Nella notte del 10 marzo 2026 la stazione di servizio Q8 è diventata il bersaglio di un nuovo assalto. Poco dopo le tre, un’auto si è fermata davanti al bar‑tabacchi dell’impianto e tre uomini incappucciati sono scesi con un obiettivo preciso. Hanno forzato l’ingresso in pochi secondi e si sono diretti verso le casse automatiche, svuotandole. Contanti, sigarette e gratta e vinci sono stati portati via con una rapidità che lascia poco spazio all’improvvisazione.

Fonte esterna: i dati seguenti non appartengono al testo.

impl<'a> Compiler<'a> {
    pub fn new(options: &'a CompileOptions) -> Self {
        Self {
            builder: BytecodeBuilder::new(),
            options,
            functions: Vec::new(),
            queue: VecDeque::new(),
            function_ids: FxHashMap::default(),
            state: FunctionState::new(options.kind),
        }
    }

    /// Compile a whole unit: the top level first, then every nested function
    pub fn compile_program(mut self, program: &'a Program, source: &str) -> Result<Bytecode, JsError> {
        self.functions.push(FunctionCode::new(self.options.kind));
        self.compile_function(0, None, &program.body)?;
        while let Some((id, literal)) = self.queue.pop_front() {
            self.compile_function(id, Some(literal), &literal.body)?;
        }
        Ok(Bytecode {
            functions: self.functions,
            instrs: self.builder.finish(),
            source: Rc::from(source),
            name: self.options.name.clone(),
        })
    }

    /// Id of a nested function literal, queueing it on first use
    fn function_id(&mut self, literal: &'a FunctionLiteral) -> u32 {
        if let Some(id) = self.function_ids.get(&literal.source_start) {
            return *id;
        }
        let id = self.functions.len() as u32;
        self.functions.push(FunctionCode::new(CodeKind::Function));
        self.function_ids.insert(literal.source_start, id);
        self.queue.push_back((id, literal));
        id
    }

    fn compile_function(
        &mut self,
        id: u32,
        literal: Option<&'a FunctionLiteral>,
        body: &'a [Statement],
    ) -> Result<(), JsError> {
        let kind = if literal.is_some() {
            CodeKind::Function
        } else {
            self.options.kind
        };
        let shape = hoist(body, self.options.mode)?;
        let mut code = FunctionCode::new(kind);
        let mut state = FunctionState::new(kind);

        match literal {
            Some(literal) => {
                code.name = literal.id.as_ref().map(|i| i.name.cheap_clone());
                code.params = literal.params.iter().map(|p| p.name.cheap_clone()).collect();
                code.is_expression = !literal.is_declaration;
                code.source_start = literal.source_start;
                code.source_end = literal.source_end;

                let mut locals: Vec<LocalVar> = Vec::new();
                for param in &code.params {
                    let slot = declare(&mut locals, param, false);
                    code.param_slots.push(slot);
                }
                let needs_arguments =
                    shape.uses_arguments || shape.has_eval || shape.has_with;
                if needs_arguments && !code.params.iter().any(|p| *p == "arguments") {
                    let name = JsString::from("arguments");
                    code.arguments_slot = Some(declare(&mut locals, &name, false));
                }
                for name in &shape.vars {
                    declare(&mut locals, name, false);
                }
                for f in &shape.functions {
                    if let Some(fid) = &f.id {
                        declare(&mut locals, &fid.name, false);
                    }
                }
                for lexical in &shape.lexicals {
                    if locals.iter().any(|l| l.name == lexical.name) {
                        return Err(self.error_at(
                            ErrorCode::DUPLICATE_DECLARATION,
                            format!("Redeclaration of '{}'", lexical.name),
                            literal.span,
                        ));
                    }
                    locals.push(lexical.clone());
                }
                state.locals = locals;
                state.in_function = true;
            }
            None => {
                let mut names: Vec<LocalVar> = Vec::new();
                for name in &shape.vars {
                    declare(&mut names, name, false);
                }
                for f in &shape.functions {
                    if let Some(fid) = &f.id {
                        declare(&mut names, &fid.name, false);
                    }
                }
                names.extend(shape.lexicals.iter().cloned());
                code.var_names = names;
                state.result_mode = self.options.eval_mode;
            }
        }
        state.shape = shape;
        self.state = state;

        let entry = self.builder.offset();
        self.compile_hoisted_functions()?;
        self.compile_statements(body)?;
        self.builder.emit(Op::Ret);
        self.builder.resolve_labels(entry)?;

        code.entry = entry;
        code.end = self.builder.offset();
        code.locals = std::mem::take(&mut self.state.locals);
        code.scopes = std::mem::take(&mut self.state.scopes);
        if let Some(slot) = self.functions.get_mut(id as usize) {
            *slot = code;
        }
        Ok(())
    }

    /// Instantiate function declarations hoisted to the top of the body
    fn compile_hoisted_functions(&mut self) -> Result<(), JsError> {
        let functions = std::mem::take(&mut self.state.shape.functions);
        for literal in functions {
            let Some(name) = &literal.id else {
                continue;
            };
            self.builder.set_loc(literal.span.start);
            let id = self.function_id(literal);
            self.builder.emit(Op::Func { id });
            match self.state.locals.iter().position(|l| l.name == name.name) {
                Some(slot) if self.state.kind == CodeKind::Function => {
                    self.builder.emit(Op::InitLocal { slot: slot as u32 });
                }
                _ => {
                    self.builder.emit(Op::InitVar {
                        name: name.name.cheap_clone(),
                    });
                }
            }
        }
        Ok(())
    }

    fn compile_statements(&mut self, statements: &'a [Statement]) -> Result<(), JsError> {
        for stmt in statements {
            self.compile_statement(stmt)?;
        }
        Ok(())
    }

    // ═══════════════════════════════════════════════════════════════════════════
    // Scopes and name resolution
    // ═══════════════════════════════════════════════════════════════════════════

    /// Statically known variable-object slot for `name`, if no enclosing
    /// runtime scope can shadow it
    fn local_slot(&self, name: &JsString) -> Option<u32> {
        if self.state.kind != CodeKind::Function {
            return None;
        }
        for scope in &self.state.names {
            let shadows = match scope {
                NameScope::Block(names) => names.contains(name),
                NameScope::Catch(catch_name) => catch_name == name,
                NameScope::With => true,
            };
            if shadows {
                return None;
            }
        }
        self.state.locals.iter().position(|l| l.name == *name).map(|i| i as u32)
    }

    /// Whether the innermost binding of `name` is a block-scope binding
    fn is_block_binding(&self, name: &JsString) -> bool {
        for scope in self.state.names.iter().rev() {
            match scope {
                NameScope::Block(names) if names.contains(name) => return true,
                NameScope::Catch(catch_name) if catch_name == name => return false,
                _ => {}
            }
        }
        false
    }

    /// Push the block scope recorded for the statement at `key`, if any.
    /// Returns whether a scope was pushed.
    fn enter_block_scope(&mut self, key: usize) -> Result<bool, JsError> {
        let Some(block) = self.state.shape.blocks.remove(&key) else {
            return Ok(false);
        };
        let scope = self.state.scopes.len() as u32;
        let names: Vec<JsString> = block.names.iter().map(|n| n.name.cheap_clone()).collect();
        self.state.scopes.push(ScopeInfo { names: block.names });
        self.builder.emit(Op::PushBlockScope { scope });
        self.state.names.push(NameScope::Block(names));
        self.state.ctx.push(StmtCtx::Scope);

        for literal in block.functions {
            let Some(name) = &literal.id else {
                continue;
            };
            let id = self.function_id(literal);
            self.builder.emit(Op::Func { id });
            self.builder.emit(Op::InitLexical {
                name: name.name.cheap_clone(),
            });
        }
        Ok(true)
    }

    fn leave_block_scope(&mut self) {
        self.builder.emit(Op::PopScope);
        self.state.names.pop();
        self.state.ctx.pop();
    }

    // ═══════════════════════════════════════════════════════════════════════════
    // Statement contexts
    // ═══════════════════════════════════════════════════════════════════════════

    /// Push a breakable context, claiming any labels that prefix it
    fn push_breakable(&mut self, kind: BreakKind, continue_label: Option<Label>, stack_cells: u32) -> Label {
        let break_label = self.builder.new_label();
        let labels = std::mem::take(&mut self.state.pending_labels);
        self.state.ctx.push(StmtCtx::Breakable {
            kind,
            labels,
            break_label,
            continue_label,
            stack_cells,
        });
        break_label
    }

    fn pop_ctx(&mut self) {
        self.state.ctx.pop();
    }

    fn has_label(&self, name: &JsString) -> bool {
        self.state.pending_labels.contains(name)
            || self.state.ctx.iter().any(|c| {
                matches!(c, StmtCtx::Breakable { labels, .. } if labels.contains(name))
            })
    }

    /// Emit the cleanup needed to leave every context above `target`
    fn unwind_to(&mut self, target: usize) {
        self.unwind_from(target + 1);
    }

    /// Emit the cleanup needed to leave every context from `first` up,
    /// innermost first
    fn unwind_from(&mut self, first: usize) {
        let crossed: Vec<Cleanup> = self
            .state
            .ctx
            .iter()
            .skip(first)
            .rev()
            .map(|ctx| match ctx {
                StmtCtx::Breakable { stack_cells, .. } => Cleanup {
                    pop: *stack_cells,
                    pop_scope: false,
                    leave_try: false,
                },
                StmtCtx::Try => Cleanup {
                    pop: 0,
                    pop_scope: false,
                    leave_try: true,
                },
                StmtCtx::Catch { has_finally } => Cleanup {
                    pop: 0,
                    pop_scope: true,
                    leave_try: *has_finally,
                },
                StmtCtx::Finally => Cleanup {
                    pop: 2,
                    pop_scope: false,
                    leave_try: false,
                },
                StmtCtx::Scope => Cleanup {
                    pop: 0,
                    pop_scope: true,
                    leave_try: false,
                },
            })
            .collect();
        for cleanup in crossed {
            if cleanup.pop > 0 {
                self.builder.emit(Op::Pop { count: cleanup.pop });
            }
            if cleanup.pop_scope {
                self.builder.emit(Op::PopScope);
            }
            if cleanup.leave_try {
                self.emit_pop_except_here();
            }
        }
    }

    /// `PopExcept` continuing at the next instruction
    fn emit_pop_except_here(&mut self) {
        let next = self.builder.new_label();
        self.builder.emit(Op::PopExcept { ret: next.id() });
        self.builder.bind_label(next);
    }

    fn error_at(&self, code: ErrorCode, message: impl Into<String>, span: Span) -> JsError {
        JsError::syntax_error(code, message, span.location())
    }
}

Le immagini delle telecamere mostrano movimenti coordinati, nessuna esitazione, nessuna parola superflua. L’azione è durata meno di due minuti, il tempo sufficiente per devastare il locale e fuggire prima dell’arrivo delle pattuglie. Quando i gestori sono stati avvisati, hanno trovato la porta divelta, i cassetti rovesciati e il solito silenzio che segue questi colpi notturni.
La rapina alla Q8 non è un episodio isolato. Nelle stesse ore altri distributori della provincia sono stati presi di mira con modalità simili, segno che la banda si muove con sicurezza e conosce bene i punti deboli degli impianti. Stesso orario, stessa tecnica, stessi obiettivi: un pattern che gli investigatori stanno analizzando per collegare i vari episodi.

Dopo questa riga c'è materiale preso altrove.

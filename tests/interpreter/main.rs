//! Integration tests for the engine, organized by feature
//!
//! These tests exercise the engine through the public API.
//!
//! ## Aggressive Test Defaults
//!
//! Tests use aggressive defaults to catch bugs early:
//! - `GC_INTERVAL_MS=0` - collect whenever the engine checks its schedule
//!
//! Override via environment variables:
//!
//! ```bash
//! cargo test                           # Default: aggressive settings
//! GC_INTERVAL_MS=30 cargo test         # Production schedule, faster runs
//! ```

mod array;
mod basics;
mod control_flow;
mod date;
mod error;
mod eval;
mod exceptions;
mod function;
mod gc;
mod host;
mod json;
mod math;
mod number;
mod object;
mod properties;
mod regexp;
mod string;
mod typeinfo;
mod weakmap;

use std::time::Duration;

use jscore::{Engine, EngineConfig, JsError, JsValue};

/// Create a new engine with aggressive defaults for testing:
/// - GC_INTERVAL_MS=0 (collect at every scheduling check) to catch GC bugs
pub fn create_test_engine() -> Engine {
    // GC_INTERVAL_MS=30 cargo test  # Production schedule
    let interval = std::env::var("GC_INTERVAL_MS")
        .ok()
        .and_then(|s| s.parse::<u64>().ok())
        .unwrap_or(0);
    Engine::with_config(EngineConfig {
        gc_interval: Duration::from_millis(interval),
        ..EngineConfig::default()
    })
}

/// An engine whose collector only runs when asked to
pub fn create_manual_gc_engine() -> Engine {
    Engine::with_config(EngineConfig {
        gc_interval: Duration::from_secs(3600),
        ..EngineConfig::default()
    })
}

/// Evaluate script source; the result is the value of the last expression
/// statement. Only primitive results should be inspected after the engine
/// is gone.
#[allow(clippy::expect_used)]
pub fn eval(source: &str) -> JsValue {
    eval_result(source).expect("eval failed")
}

/// Evaluate and return the Result for error testing
pub fn eval_result(source: &str) -> Result<JsValue, JsError> {
    let mut engine = create_test_engine();
    engine.eval(source)
}

/// Helper to check if evaluation fails with an error containing a message
pub fn throws_error(source: &str, error_contains: &str) -> bool {
    match eval_result(source) {
        Err(e) => e.to_string().contains(error_contains),
        Ok(_) => false,
    }
}
//! Error constructors: Error, EvalError, RangeError, ReferenceError,
//! SyntaxError, TypeError, URIError

use crate::error::{ErrorKind, JsError};
use crate::interpreter::Interpreter;
use crate::object::{PropFlags, get_member};
use crate::value::JsValue;

use super::arg;

/// Set up the seven error prototypes and publish their constructors
pub fn init_errors(interp: &mut Interpreter) {
    let base = interp.error_prototype(ErrorKind::Error);
    interp.register_method(&base, "toString", error_to_string, 0);

    for kind in ErrorKind::ALL {
        let proto = interp.error_prototype(kind);
        let name_key = interp.intern("name");
        let message_key = interp.intern("message");
        {
            let mut p = proto.borrow_mut();
            p.set_own(name_key, JsValue::from(kind.name()), PropFlags::HIDDEN);
            p.set_own(message_key, JsValue::from(""), PropFlags::HIDDEN);
        }

        let func = constructor_for(kind);
        let constructor = interp.create_constructor(kind.name(), func, func, 1, &proto);
        interp.define_global(kind.name(), JsValue::Object(constructor));
    }
}

fn constructor_for(kind: ErrorKind) -> crate::object::NativeFn {
    match kind {
        ErrorKind::Error => error_constructor,
        ErrorKind::Eval => eval_error_constructor,
        ErrorKind::Range => range_error_constructor,
        ErrorKind::Reference => reference_error_constructor,
        ErrorKind::Syntax => syntax_error_constructor,
        ErrorKind::Type => type_error_constructor,
        ErrorKind::Uri => uri_error_constructor,
    }
}

/// Shared body of the error constructors.
///
/// `new Error(message)` sets `message` and `description`; the two-argument
/// form `new Error(number, description)` also sets `number`.
fn construct_error(interp: &mut Interpreter, kind: ErrorKind, args: &[JsValue]) -> Result<JsValue, JsError> {
    let (number, message) = match args {
        [number, description, ..] if number.is_number() => (Some(number.clone()), description.clone()),
        _ => (None, arg(args, 0)),
    };
    let message = match message {
        JsValue::Undefined => String::new(),
        value => interp.to_string(&value)?.to_string(),
    };

    let obj = interp.create_error(kind, None, &message);
    if let Some(number) = number {
        let number_key = interp.intern("number");
        obj.borrow_mut().set_own(number_key, number, PropFlags::HIDDEN);
    }
    Ok(JsValue::Object(obj))
}

pub fn error_constructor(interp: &mut Interpreter, _this: JsValue, args: &[JsValue]) -> Result<JsValue, JsError> {
    construct_error(interp, ErrorKind::Error, args)
}

pub fn eval_error_constructor(interp: &mut Interpreter, _this: JsValue, args: &[JsValue]) -> Result<JsValue, JsError> {
    construct_error(interp, ErrorKind::Eval, args)
}

pub fn range_error_constructor(interp: &mut Interpreter, _this: JsValue, args: &[JsValue]) -> Result<JsValue, JsError> {
    construct_error(interp, ErrorKind::Range, args)
}

pub fn reference_error_constructor(
    interp: &mut Interpreter,
    _this: JsValue,
    args: &[JsValue],
) -> Result<JsValue, JsError> {
    construct_error(interp, ErrorKind::Reference, args)
}

pub fn syntax_error_constructor(interp: &mut Interpreter, _this: JsValue, args: &[JsValue]) -> Result<JsValue, JsError> {
    construct_error(interp, ErrorKind::Syntax, args)
}

pub fn type_error_constructor(interp: &mut Interpreter, _this: JsValue, args: &[JsValue]) -> Result<JsValue, JsError> {
    construct_error(interp, ErrorKind::Type, args)
}

pub fn uri_error_constructor(interp: &mut Interpreter, _this: JsValue, args: &[JsValue]) -> Result<JsValue, JsError> {
    construct_error(interp, ErrorKind::Uri, args)
}

/// Error.prototype.toString(): "name: message"
pub fn error_to_string(interp: &mut Interpreter, this: JsValue, _args: &[JsValue]) -> Result<JsValue, JsError> {
    let JsValue::Object(obj) = &this else {
        return Err(JsError::object_expected());
    };
    let name = match get_member(interp, obj, "name")? {
        JsValue::Undefined => "Error".to_string(),
        value => interp.to_string(&value)?.to_string(),
    };
    let message = match get_member(interp, obj, "message")? {
        JsValue::Undefined => String::new(),
        value => interp.to_string(&value)?.to_string(),
    };
    Ok(JsValue::from(match (name.is_empty(), message.is_empty()) {
        (_, true) => name,
        (true, false) => message,
        (false, false) => format!("{}: {}", name, message),
    }))
}
//! RegExp tests

#![cfg(feature = "regex")]

use super::eval;
use jscore::JsValue;

#[test]
fn test_literal_test() {
    assert_eq!(eval("/ab+c/.test('xabbbcx')"), JsValue::Boolean(true));
    assert_eq!(eval("/^abc$/.test('abcd')"), JsValue::Boolean(false));
    assert_eq!(eval("/ABC/i.test('abc')"), JsValue::Boolean(true));
}

#[test]
fn test_flags_and_source() {
    assert_eq!(eval("var r = /a.c/gi; [r.source, r.global, r.ignoreCase, r.multiline].join(',')"), JsValue::from("a.c,true,true,false"));
    assert_eq!(eval("String(/x/m)"), JsValue::from("/x/m"));
}

#[test]
fn test_exec_groups() {
    let source = r#"
        var m = /(\d+)-(\d+)/.exec('range 10-20 end');
        [m[0], m[1], m[2], m.index].join(',')
    "#;
    assert_eq!(eval(source), JsValue::from("10-20,10,20,6"));
    assert_eq!(eval("/z/.exec('abc')"), JsValue::Null);
}

#[test]
fn test_global_exec_advances_last_index() {
    let source = r#"
        var re = /o/g;
        var s = 'foo boo';
        var hits = [];
        var m;
        while ((m = re.exec(s)) != null) hits.push(m.index);
        hits.join(',') + '|' + re.lastIndex
    "#;
    assert_eq!(eval(source), JsValue::from("1,2,5,6|0"));
}

#[test]
fn test_constructor() {
    assert_eq!(eval("new RegExp('a+', 'g').global"), JsValue::Boolean(true));
    assert_eq!(eval("var r = /x/; RegExp(r) === r"), JsValue::Boolean(true));
    assert_eq!(
        eval("var e; try { new RegExp('a', 'q'); } catch (x) { e = x instanceof SyntaxError; } e"),
        JsValue::Boolean(true)
    );
}

#[test]
fn test_split_with_regexp() {
    assert_eq!(eval("'a1b22c'.split(/\\d+/).join(',')"), JsValue::from("a,b,c"));
}

#[test]
fn test_regexp_after_division_context() {
    assert_eq!(eval("var a = 10, g = 2; a / g / 5"), JsValue::Int(1));
}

Sul posto sono intervenuti gli agenti della Polizia, che hanno acquisito i filmati e raccolto i primi elementi utili. Le indagini puntano a un gruppo organizzato, capace di spostarsi rapidamente e di colpire in sequenza senza lasciare tracce evidenti. Intanto cresce la preoccupazione tra i gestori, che parlano apertamente di un clima insostenibile. “Non possiamo affrontare da soli questa escalation”, è il commento più ricorrente.
La notte del 10 marzo si chiude così: un’altra serranda piegata, un altro locale danneggiato, un’altra fuga nel buio. E la sensazione, sempre più forte, che la provincia stia vivendo una fase in cui la sicurezza non è più un dato acquisito ma una richiesta urgente, che attende risposte concrete.